Magic, superstition, cooking, and food rituals have been intertwined since the beginning of humankind. Kitchen Witch: Food, Folklore & Fairy Tale is an exploration of the history and culture of food, folklore and magic and those skilled in healing and nourishing – herbalists, wise women, cooks, cunning folk and the name many of them would come to bear: witch.
Kitchen Witch is an invitation to see the magic in every corner of your kitchen. With the Kitchen Witch as our guide, we’ll explore food, nature, magic, and transformation. We’ll discover what the name of Kitchen Witch could mean to us in modern interpretations of ancient practices. May this book of stories and ideas show that there’s magic in the mundane, witchcraft within your walls and the Goddess really is in the details.

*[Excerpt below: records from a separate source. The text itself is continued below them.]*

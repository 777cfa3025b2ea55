use axum::{Json, extract::State};
use serde::Serialize;
use tracing::info;

use crate::middleware::RiskChecked;
use crate::validation::{ContactForm, validate_contact};
use crate::{PortfolioError, router::PortfolioState};

pub const MSG_MAIL_SENT: &str = "Email successfully sent";

#[derive(Debug, Serialize)]
pub struct MessageBody {
    pub message: &'static str,
}

/// POST /api/mail -> gate, sanitize + validate, then dispatch.
///
/// Field errors answer 200 with the error list (see `PortfolioError::Validation`).
pub async fn contact_mail_handler(
    State(state): State<PortfolioState>,
    RiskChecked(form): RiskChecked<ContactForm>,
) -> Result<Json<MessageBody>, PortfolioError> {
    let submission = validate_contact(&form).map_err(|errors| {
        info!(fields = errors.len(), "contact form failed validation");
        PortfolioError::Validation(errors)
    })?;

    state.mailer.send_contact_mail(&submission).await?;

    Ok(Json(MessageBody {
        message: MSG_MAIL_SENT,
    }))
}
use crate::error::PortfolioError;
use crate::types::mail::GmailSendRequest;
use tracing::error;
use url::Url;

pub struct GmailApi;

impl GmailApi {
    /// POST one message to `users.messages.send`. Not retried: a retry after an
    /// ambiguous failure could deliver twice.
    pub async fn send(
        client: &reqwest::Client,
        url: &Url,
        access_token: &str,
        body: &GmailSendRequest,
    ) -> Result<(), PortfolioError> {
        let resp = client
            .post(url.clone())
            .bearer_auth(access_token)
            .json(body)
            .send()
            .await?;
        let status = resp.status();
        if !status.is_success() {
            error!(%status, "Gmail send rejected");
            return Err(PortfolioError::UpstreamStatus(status));
        }
        Ok(())
    }
}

Within this book you’ll find no recipes, but something cooked up just for you; you’ll find stories – stories of magic, healing, and hearth, of feasts and fasts and fairy tales. Of poisoned apples, bewitching gingerbread, and seeing the future in a teacup…

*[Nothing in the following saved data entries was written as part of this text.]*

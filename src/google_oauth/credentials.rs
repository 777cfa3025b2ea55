use secrecy::SecretString;

/// The three decrypted values needed for a refresh-token grant.
#[derive(Clone)]
pub struct OAuthCredentials {
    pub client_id: SecretString,
    pub client_secret: SecretString,
    pub refresh_token: SecretString,
}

Discover the fantastic folklore and healing properties of everyday foods: fruits, vegetables, honey, bread and nuts.
Delight in food customs and rituals from ancient Babylon, Egypt, Greece and Rome.

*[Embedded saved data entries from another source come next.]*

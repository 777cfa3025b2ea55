use axum::{Json, extract::rejection::JsonRejection, http::StatusCode, response::IntoResponse};
use oauth2::basic::BasicErrorResponseType;
use oauth2::{RequestTokenError, StandardErrorResponse};
use serde::Serialize;
use sqlx::Error as SqlxError;
use thiserror::Error as ThisError;

use crate::crypto::CipherError;
use crate::validation::FieldError;

pub const MSG_SUSPICIOUS: &str =
    "Sorry, your request can't be processed right now due to suspicious activity.";
pub const MSG_RISK_FAILURE: &str = "There appears to be an issue...";
pub const MSG_INTERNAL: &str = "An error occurred";
pub const MSG_TOO_LARGE: &str = "Request body too large";

#[derive(Debug, ThisError)]
pub enum PortfolioError {
    #[error("URL parse error: {0}")]
    UrlParse(#[from] url::ParseError),

    /// Always built through `From<reqwest::Error>`, which drops the request URL.
    #[error("HTTP request error: {0}")]
    Reqwest(reqwest::Error),

    #[error("JSON error: {0}")]
    Json(#[from] serde_json::Error),

    #[error("Database error: {0}")]
    DatabaseError(#[from] SqlxError),

    #[error("Cipher error: {0}")]
    Cipher(#[from] CipherError),

    #[error("invalid configuration: {0}")]
    InvalidConfig(&'static str),

    #[error("credential `{0}` unavailable")]
    CredentialUnavailable(&'static str),

    #[error("OAuth2 token request error: {0}")]
    Oauth2Token(String),

    #[error("OAuth2 server error: {error}")]
    Oauth2Server { error: String },

    #[error("Upstream error with status: {0}")]
    UpstreamStatus(StatusCode),

    #[error("risk score {score} at or below threshold")]
    RiskRejected { score: f64 },

    #[error("risk assessment failed: {0}")]
    RiskCheckFailed(String),

    #[error("invalid mail: {0}")]
    InvalidMail(String),

    /// Unreadable JSON body; keeps only the status axum would have answered.
    #[error("rejected request body ({0})")]
    MalformedBody(StatusCode),

    #[error("validation failed on {} field(s)", .0.len())]
    Validation(Vec<FieldError>),
}

impl From<JsonRejection> for PortfolioError {
    fn from(rejection: JsonRejection) -> Self {
        PortfolioError::MalformedBody(rejection.status())
    }
}

impl From<reqwest::Error> for PortfolioError {
    fn from(e: reqwest::Error) -> Self {
        // Assessment URLs carry the API key as a query parameter.
        PortfolioError::Reqwest(e.without_url())
    }
}

/// Classifies transient upstream failures for retry policies.
pub trait IsRetryable {
    fn is_retryable(&self) -> bool;
}

impl IsRetryable for PortfolioError {
    fn is_retryable(&self) -> bool {
        match self {
            PortfolioError::Reqwest(e) => e.is_timeout() || e.is_connect() || e.is_request(),
            PortfolioError::Oauth2Server { error } => {
                matches!(error.as_str(), "temporarily_unavailable" | "server_error")
            }
            PortfolioError::UpstreamStatus(code) => {
                code.is_server_error() || *code == StatusCode::TOO_MANY_REQUESTS
            }
            _ => false,
        }
    }
}

/// Token requests run through a transport that already reports transport
/// failures and throttled or 5xx answers as `PortfolioError`.
impl From<RequestTokenError<PortfolioError, StandardErrorResponse<BasicErrorResponseType>>>
    for PortfolioError
{
    fn from(
        e: RequestTokenError<PortfolioError, StandardErrorResponse<BasicErrorResponseType>>,
    ) -> Self {
        match e {
            RequestTokenError::ServerResponse(err) => PortfolioError::Oauth2Server {
                error: err.error().to_string(),
            },
            RequestTokenError::Request(transport) => transport,
            RequestTokenError::Parse(parse_err, _body) => {
                PortfolioError::Json(parse_err.into_inner())
            }
            RequestTokenError::Other(s) => PortfolioError::Oauth2Token(s),
        }
    }
}

impl IntoResponse for PortfolioError {
    fn into_response(self) -> axum::response::Response {
        let (status, message) = match self {
            // Field errors are answered with 200 so the contact form renders them inline.
            PortfolioError::Validation(errors) => {
                return (StatusCode::OK, Json(errors)).into_response();
            }
            PortfolioError::RiskRejected { .. } => (StatusCode::BAD_REQUEST, MSG_SUSPICIOUS),
            PortfolioError::RiskCheckFailed(_) => (StatusCode::BAD_REQUEST, MSG_RISK_FAILURE),
            PortfolioError::MalformedBody(code) if code == StatusCode::PAYLOAD_TOO_LARGE => {
                (StatusCode::PAYLOAD_TOO_LARGE, MSG_TOO_LARGE)
            }
            PortfolioError::MalformedBody(_) => (StatusCode::BAD_REQUEST, MSG_RISK_FAILURE),
            PortfolioError::UrlParse(_)
            | PortfolioError::Reqwest(_)
            | PortfolioError::Json(_)
            | PortfolioError::DatabaseError(_)
            | PortfolioError::Cipher(_)
            | PortfolioError::InvalidConfig(_)
            | PortfolioError::CredentialUnavailable(_)
            | PortfolioError::Oauth2Token(_)
            | PortfolioError::Oauth2Server { .. }
            | PortfolioError::UpstreamStatus(_)
            | PortfolioError::InvalidMail(_) => (StatusCode::INTERNAL_SERVER_ERROR, MSG_INTERNAL),
        };
        (
            status,
            Json(ApiErrorBody {
                message: message.to_string(),
            }),
        )
            .into_response()
    }
}

/// Standardized API error response body
#[derive(Debug, Serialize)]
pub struct ApiErrorBody {
    pub message: String,
}

#[cfg(test)]
mod tests {
    use super::*;
    use axum::body::to_bytes;

    async fn body_of(err: PortfolioError) -> (StatusCode, String) {
        let resp = err.into_response();
        let status = resp.status();
        let body = to_bytes(resp.into_body(), usize::MAX).await.unwrap();
        (status, String::from_utf8(body.to_vec()).unwrap())
    }

    #[tokio::test]
    async fn risk_errors_are_bad_request() {
        let (status, body) = body_of(PortfolioError::RiskRejected { score: 0.1 }).await;
        assert_eq!(status, StatusCode::BAD_REQUEST);
        assert!(body.contains("suspicious activity"));

        let (status, body) = body_of(PortfolioError::RiskCheckFailed("x".into())).await;
        assert_eq!(status, StatusCode::BAD_REQUEST);
        assert!(body.contains(MSG_RISK_FAILURE));
    }

    #[tokio::test]
    async fn internal_errors_hide_details() {
        let (status, body) =
            body_of(PortfolioError::Oauth2Server { error: "invalid_grant".into() }).await;
        assert_eq!(status, StatusCode::INTERNAL_SERVER_ERROR);
        assert_eq!(body, r#"{"message":"An error occurred"}"#);

        let (status, _) = body_of(PortfolioError::CredentialUnavailable("ClientID")).await;
        assert_eq!(status, StatusCode::INTERNAL_SERVER_ERROR);
    }

    #[tokio::test]
    async fn validation_errors_answer_ok_with_list() {
        let err = PortfolioError::Validation(vec![FieldError::new("name", "Required")]);
        let (status, body) = body_of(err).await;
        assert_eq!(status, StatusCode::OK);
        assert_eq!(body, r#"[{"path":"name","message":"Required"}]"#);
    }

    #[test]
    fn upstream_5xx_is_retryable() {
        assert!(PortfolioError::UpstreamStatus(StatusCode::BAD_GATEWAY).is_retryable());
        assert!(PortfolioError::UpstreamStatus(StatusCode::TOO_MANY_REQUESTS).is_retryable());
        assert!(!PortfolioError::UpstreamStatus(StatusCode::BAD_REQUEST).is_retryable());
        assert!(!PortfolioError::CredentialUnavailable("APIKey").is_retryable());
    }

    #[test]
    fn only_transient_oauth_errors_are_retryable() {
        let server = |error: &str| PortfolioError::Oauth2Server {
            error: error.to_string(),
        };
        assert!(server("temporarily_unavailable").is_retryable());
        assert!(server("server_error").is_retryable());
        assert!(!server("invalid_grant").is_retryable());
        assert!(!PortfolioError::Oauth2Token("unexpected response".into()).is_retryable());
    }

    #[tokio::test]
    async fn unreadable_bodies_answer_json() {
        let (status, body) = body_of(PortfolioError::MalformedBody(StatusCode::UNSUPPORTED_MEDIA_TYPE)).await;
        assert_eq!(status, StatusCode::BAD_REQUEST);
        assert_eq!(body, r#"{"message":"There appears to be an issue..."}"#);

        let (status, body) = body_of(PortfolioError::MalformedBody(StatusCode::PAYLOAD_TOO_LARGE)).await;
        assert_eq!(status, StatusCode::PAYLOAD_TOO_LARGE);
        assert_eq!(body, r#"{"message":"Request body too large"}"#);
    }
}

Meet cunning folk, herbalists, ale-wives, beer goddesses and the many faces of the Kitchen Witch through the ages.
Journey through food for every seasonal festival on the Wheel of the Year.
Enjoy fairy and folk tales of witches and saints in Scandinavia, floating apples and snapdragon in England, potato-wolves in Germany, tatty bogles and angels who drink whisky in Scotland, and a rather surprising prevalence of pancakes…
In Sarah’s signature style of weaving together the magical, this exciting new book will touch on a myriad of modalities in a journey lined with folklore, fairytale and much, much food!
“Like a long, deep, beatific exhale, this gentlest book envelops you from the opening page – as soft as it is powerful, as accepting as it is radical – a treatise, toolkit and treasure, for all women who seek to re-member their nature.”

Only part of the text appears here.